A cidade nova XIII – o cemitério

Cemitérios são lugares calmos e sossegados, silenciosos; ninguém incomoda ninguém, ninguém pergunta nada, não tem lágrima que se estranhe. Tenho um cemitério a duas quadras de casa – centro da cidade, cemitério que nem é bonito de se dar nota. Mas tem aqueles ingredientes: sossego, calma, silêncio e solidão. Que é coisa de que se precisa, e por isso passeio por lá com frequência.

Chego hoje e seu Isidro me cumprimenta. Acho que se acostumou  com a minha presença. Descubro que trabalha há anos por lá, tantos que perdeu a conta, limpando e lavando o que precisa ser lavado, pondo e tirando terra de covas. É de poucas, quase nenhuma, palavras, mas veio me perguntar hoje o que é que eu tinha perdido por lá, que tanto aparecia. Disse-lhe que não tinha perdido, mas achado: o sossego, a calma, a solidão e a sombra fresca. Olhou-me nos olhos, abanou a cabeça, retomou a enxada que deixara a um canto e desejou-me um bom dia. Seu Isidro tem um par de olhos cor de mel claro, com um vidrado que os faz brilhar. Olhos estranhos, que se fecham assim que encontram outros. Decidi não ir atrás dele. Fui atrás da estátua que há semanas quero fotografar.


As alamedas são cheias de murtas antigas. Troncos retorcidos, folhas miúdas, a um lado e ao outro. As mais antigas estão na alameda central, fazendo companhia às famílias mais tradicionais da cidade, quando ainda existia espaço para jazigos. Espremem-se os mortos uns ao lado dos outros, sem queixas, sem lamúrias, quietos e parados debaixo da terra. Tudo ladrilhado à flor da terra, num puzzle que se esqueceu de olhar o todo e parece uma colcha de retalhos mal projetada. Ninguém olha o morto alheio quando enterra o próprio. 


Num desses jazigos, todo dia me chama a atenção uma escultura, de longe a mais bonita de todo o cemitério. Já tinha decidido pesquisar-lhe a origem. Valeu a pena o tempo investido hoje.

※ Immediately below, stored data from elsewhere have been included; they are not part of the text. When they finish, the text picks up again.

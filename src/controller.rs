// Control cycle orchestrator
//
// Owns every piece of per-cycle state and runs the fixed step sequence:
// calibrate, track the line, pick the mode, run the active-mode loops,
// commit the gates, record history, rearm the sampler. The bridge trait is
// the only hardware contact, so the full cycle also runs on the host.

use crate::acquisition::{AcquisitionConfig, Measurements, RawSamples, SampleConverter};
use crate::bridge::{CycleOutput, GatePolarity, LegCommand, RectifierBridge};
use crate::control::{
    CurrentRelay, ModeConfig, ModeSelector, Pll, PllConfig, RectifierMode, RelayConfig, RelayLevel,
    VoltageLoop, VoltageLoopConfig,
};
use crate::history::{History, HISTORY_LEN};

/// Complete controller configuration, one section per component
#[derive(Default)]
pub struct RectifierConfig {
    pub acquisition: AcquisitionConfig,
    pub pll: PllConfig,
    pub voltage_loop: VoltageLoopConfig,
    pub relay: RelayConfig,
    pub mode: ModeConfig,
}

/// Top-level rectifier controller, stepped once per conversion sequence
pub struct RectifierController<const N: usize = HISTORY_LEN> {
    converter: SampleConverter,
    pll: Pll,
    voltage_loop: VoltageLoop,
    relay: CurrentRelay,
    mode: ModeSelector,
    history: History<N>,
    measurements: Measurements,
    output: CycleOutput,
}

impl<const N: usize> RectifierController<N> {
    pub fn new(config: RectifierConfig) -> Self {
        Self {
            converter: SampleConverter::new(config.acquisition),
            pll: Pll::new(config.pll),
            voltage_loop: VoltageLoop::new(config.voltage_loop),
            relay: CurrentRelay::new(config.relay),
            mode: ModeSelector::new(config.mode),
            history: History::new(),
            measurements: Measurements::default(),
            output: CycleOutput {
                polarity: GatePolarity::ActiveHigh,
                legs: [LegCommand::ForcedOff; 3],
            },
        }
    }

    /// Run one full control cycle from a raw conversion sequence.
    ///
    /// The PLL is updated in both modes so that active mode engages with the
    /// line already tracked. The voltage loop and the relay only advance
    /// while active; their state holds across uncontrolled stretches. The
    /// gate state, polarity included, is committed in a single call, and the
    /// sampler is rearmed exactly once, after the history update.
    ///
    /// # Arguments
    /// * `raw` - One conversion sequence in hardware channel order
    /// * `bridge` - Gate drive and sampler hooks
    ///
    /// # Returns
    /// The gate state committed this cycle.
    pub fn run_cycle(
        &mut self,
        raw: &RawSamples,
        bridge: &mut impl RectifierBridge,
    ) -> CycleOutput {
        self.measurements = self.converter.convert(raw);
        let m = self.measurements;

        let phases = self.pll.update(m.uab, m.ubc, m.uca);

        self.output = match self.mode.update(m.ud) {
            RectifierMode::Uncontrolled => CycleOutput {
                polarity: GatePolarity::ActiveHigh,
                legs: [LegCommand::ForcedOff; 3],
            },
            RectifierMode::Active => {
                let istand = self.voltage_loop.update(m.ud);
                let levels = self.relay.update(istand, &phases, [m.ia, m.ib, m.ic]);
                CycleOutput {
                    polarity: GatePolarity::ActiveLow,
                    legs: levels.map(|level| match level {
                        RelayLevel::High => LegCommand::MaxDuty,
                        RelayLevel::Low => LegCommand::MinDuty,
                    }),
                }
            }
        };

        bridge.commit(&self.output);
        self.history.record(&self.measurements);
        bridge.rearm_acquisition();

        self.output
    }

    /// History buffers recorded so far
    pub fn history(&self) -> &History<N> {
        &self.history
    }

    /// Cycle counter, shared with the history write index
    pub fn counter(&self) -> usize {
        self.history.counter()
    }

    /// Calibrated measurements of the last cycle
    pub fn measurements(&self) -> &Measurements {
        &self.measurements
    }

    /// Currently selected operating mode
    pub fn mode(&self) -> RectifierMode {
        self.mode.mode()
    }

    /// Commanded current magnitude of the voltage loop [A]
    pub fn istand(&self) -> f32 {
        self.voltage_loop.istand()
    }

    /// Check if the voltage loop is pinned at its clamp
    pub fn is_saturated(&self) -> bool {
        self.voltage_loop.is_saturated()
    }

    /// Line tracking state
    pub fn pll(&self) -> &Pll {
        &self.pll
    }

    /// Gate state committed on the last cycle
    pub fn last_output(&self) -> CycleOutput {
        self.output
    }
}

#[cfg(test)]
mod tests {
    use super::*;
    use crate::acquisition::ChannelCalibration;
    use core::f32::consts::PI;
    use libm::roundf;

    /// Bridge double that records call order and the committed state
    struct RecordingBridge {
        commits: usize,
        rearms: usize,
        last: Option<CycleOutput>,
        commit_preceded: bool,
    }

    impl RecordingBridge {
        fn new() -> Self {
            Self {
                commits: 0,
                rearms: 0,
                last: None,
                commit_preceded: false,
            }
        }
    }

    impl RectifierBridge for RecordingBridge {
        fn commit(&mut self, output: &CycleOutput) {
            self.commits += 1;
            self.last = Some(*output);
        }

        fn rearm_acquisition(&mut self) {
            self.rearms += 1;
            self.commit_preceded = self.commits == self.rearms;
        }
    }

    /// Quiet sequence: mid-scale lines, low bus, zero-ampere currents
    fn quiet_raw(ud: u16) -> RawSamples {
        RawSamples::from_sequence([2048, 2048, 2048, ud, 2069, 2069, 2069])
    }

    #[test]
    fn test_cycle_commits_records_then_rearms() {
        let mut controller: RectifierController = RectifierController::new(RectifierConfig::default());
        let mut bridge = RecordingBridge::new();
        for _ in 0..3 {
            let output = controller.run_cycle(&quiet_raw(100), &mut bridge);
            assert!(bridge.commit_preceded);
            assert_eq!(bridge.last, Some(output));
        }
        assert_eq!(bridge.commits, 3);
        assert_eq!(bridge.rearms, 3);
        assert_eq!(controller.counter(), 3);
    }

    #[test]
    fn test_uncontrolled_holds_legs_off_and_loop_frozen() {
        let mut controller: RectifierController = RectifierController::new(RectifierConfig::default());
        let mut bridge = RecordingBridge::new();
        for _ in 0..50 {
            let output = controller.run_cycle(&quiet_raw(100), &mut bridge);
            assert_eq!(output.polarity, GatePolarity::ActiveHigh);
            assert_eq!(output.legs, [LegCommand::ForcedOff; 3]);
        }
        assert_eq!(controller.mode(), RectifierMode::Uncontrolled);
        // No voltage loop updates while uncontrolled
        assert_eq!(controller.istand(), 0.0);
        assert!(!controller.is_saturated());
    }

    #[test]
    fn test_mode_engages_once_and_atomically() {
        let mut controller: RectifierController = RectifierController::new(RectifierConfig::default());
        let mut bridge = RecordingBridge::new();
        let mut polarity_changes = 0;
        let mut previous = controller.last_output().polarity;
        // The bus calibration is monotone, so this ramp crosses the 40 V
        // threshold exactly once (near code 472)
        for ud in 0..=700u16 {
            let output = controller.run_cycle(&quiet_raw(ud), &mut bridge);
            if output.polarity != previous {
                polarity_changes += 1;
                // Legs switch in the same cycle as the polarity
                assert_eq!(output.polarity, GatePolarity::ActiveLow);
                assert!(output.legs.iter().all(|leg| *leg != LegCommand::ForcedOff));
                previous = output.polarity;
            }
        }
        assert_eq!(polarity_changes, 1);
        assert_eq!(controller.mode(), RectifierMode::Active);
    }

    #[test]
    fn test_active_branch_drives_both_levels() {
        let mut controller: RectifierController = RectifierController::new(RectifierConfig::default());
        let mut bridge = RecordingBridge::new();
        let mut saw_max = false;
        let mut saw_min = false;
        // Code 700 reads about 61 V, well past the threshold
        for _ in 0..200 {
            let output = controller.run_cycle(&quiet_raw(700), &mut bridge);
            assert_eq!(output.polarity, GatePolarity::ActiveLow);
            for leg in output.legs {
                match leg {
                    LegCommand::MaxDuty => saw_max = true,
                    LegCommand::MinDuty => saw_min = true,
                    LegCommand::ForcedOff => panic!("leg forced off while active"),
                }
            }
        }
        // 39 V of error pins the command at the clamp immediately
        assert!(controller.is_saturated());
        assert!((controller.istand() - 6.0).abs() < 1e-6);
        // The reference phases sweep a full turn in 200 cycles, so the relay
        // must have driven both levels against the zero-ampere currents
        assert!(saw_max);
        assert!(saw_min);
    }

    // Symmetric line channel mapping raw full scale onto [-450, 450] V,
    // with code 2048 at zero volts
    const LINE_SPAN: f32 = 450.0;

    fn line_code(volts: f32) -> u16 {
        let raw = roundf((volts + LINE_SPAN) / (2.0 * LINE_SPAN) * 4095.0);
        raw.clamp(0.0, 4095.0) as u16
    }

    #[test]
    fn test_pll_tracks_line_through_full_cycle() {
        let line = ChannelCalibration::new(2.0 * LINE_SPAN / 3.0, -LINE_SPAN, 1.0, 0.0);
        let config = RectifierConfig {
            acquisition: AcquisitionConfig {
                uab: line,
                ubc: line,
                uca: line,
                ..Default::default()
            },
            ..Default::default()
        };
        let mut controller: RectifierController = RectifierController::new(config);
        let mut bridge = RecordingBridge::new();

        const AMPLITUDE: f32 = 300.0;
        const OMEGA_LINE: f32 = 100.0 * PI;
        const TWO_PI_OVER_3: f32 = 2.094_395_1;
        let cycles = 2000usize;
        for k in 0..cycles {
            let phase = OMEGA_LINE * k as f32 * 1e-4;
            // Line set whose quadrature projection vanishes at theta = phase
            let raw = RawSamples::from_sequence([
                line_code(AMPLITUDE * libm::cosf(phase)),
                line_code(AMPLITUDE * libm::cosf(phase - TWO_PI_OVER_3)),
                line_code(AMPLITUDE * libm::cosf(phase + TWO_PI_OVER_3)),
                0,
                2069,
                2069,
                2069,
            ]);
            controller.run_cycle(&raw, &mut bridge);
        }

        // After the next update theta leads the fed phase by one step
        let expected = OMEGA_LINE * cycles as f32 * 1e-4;
        let mut err = controller.pll().theta() - expected;
        while err > PI {
            err -= 2.0 * PI;
        }
        while err < -PI {
            err += 2.0 * PI;
        }
        assert!(err.abs() < 0.1, "phase error {} rad", err);
        assert!((controller.pll().omega() - OMEGA_LINE).abs() < 3.0);
        // 2000 records wrap the 200-deep history an exact number of times
        assert_eq!(controller.counter(), 0);
    }
}
//! タスクモジュール
//!
//! 各タスクの実装を分離して管理します。

pub mod led;
pub mod rectifier;
pub mod status;

// タスク関数を再エクスポート
pub use led::led_task;
pub use rectifier::rectifier_control_task;
pub use status::status_report_task;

A escultura foi capa do catálogo da exposição individual do artista que a idealizou, em 1936. Ottone Zorlini. O sexto de sete filhos nascidos em Treviso. Ottone nasceu no fim do século XIX e mudou-se pra Gênova na década de vinte. Menos de 10 anos depois, já estava em São Paulo, com seus instrumentos de escultor a tiracolo. Tornou-se amigo de Volpi, de Mário Zanini. E de uma porção de outros nomes que a mim, leiga por completo, não me dizem nada.

É a sua obra, a escultura que tem me seduzido. Fico sentada à sua frente durante horas, ora de um lado, ora de outro. Como cemitério não é museu (acho), posso encostar a mão em qualquer lugar que me apeteça. Assim os detalhes entram em mim pelos poros sem olhos. As mãos, os pés, as superfícies envelhecidas e duras. Riem-se, aqui em casa, quando tento sair de fininho, não consigo, e acabo confessando que vou ao cemitério. Vou em busca dessa frieza dolorida fustigada pelo tempo.


Mas no fundo são os sonhos enterrados que me chamam para esse lugar, a sensação da vida que chega ao fim, as fotos sépia envelhecidas nas pequenas molduras pregadas às lápides, o parto ao contrário, a viagem de volta. Como as flores de plástico, que não morrem, também permanecem as saudades, coladas às pedras e aos azulejos.


É triste ver os cortejos saindo do velório ao lado, avançando em medidos passos lentíssimos pelas alamedas sombreadas, um ritual tão antigo que esquecemos porque não passa ao nosso lado. Mas o tempo, aqui, tem outro ritmo. O de seu Isidro, que passa e acena com a cabeça, ocupadas ambas as mãos  com o carrinho cheio de terra de cova. O cemitério se enche de pessoas que atravessam a alameda central para chegar à rua de cima – entram dum lado, saem do outro, pura conveniência ditada pela pressa. Nem reparam no que está. Cemitério é lugar de onde se foge, ou por onde se passa de sentidos fechados.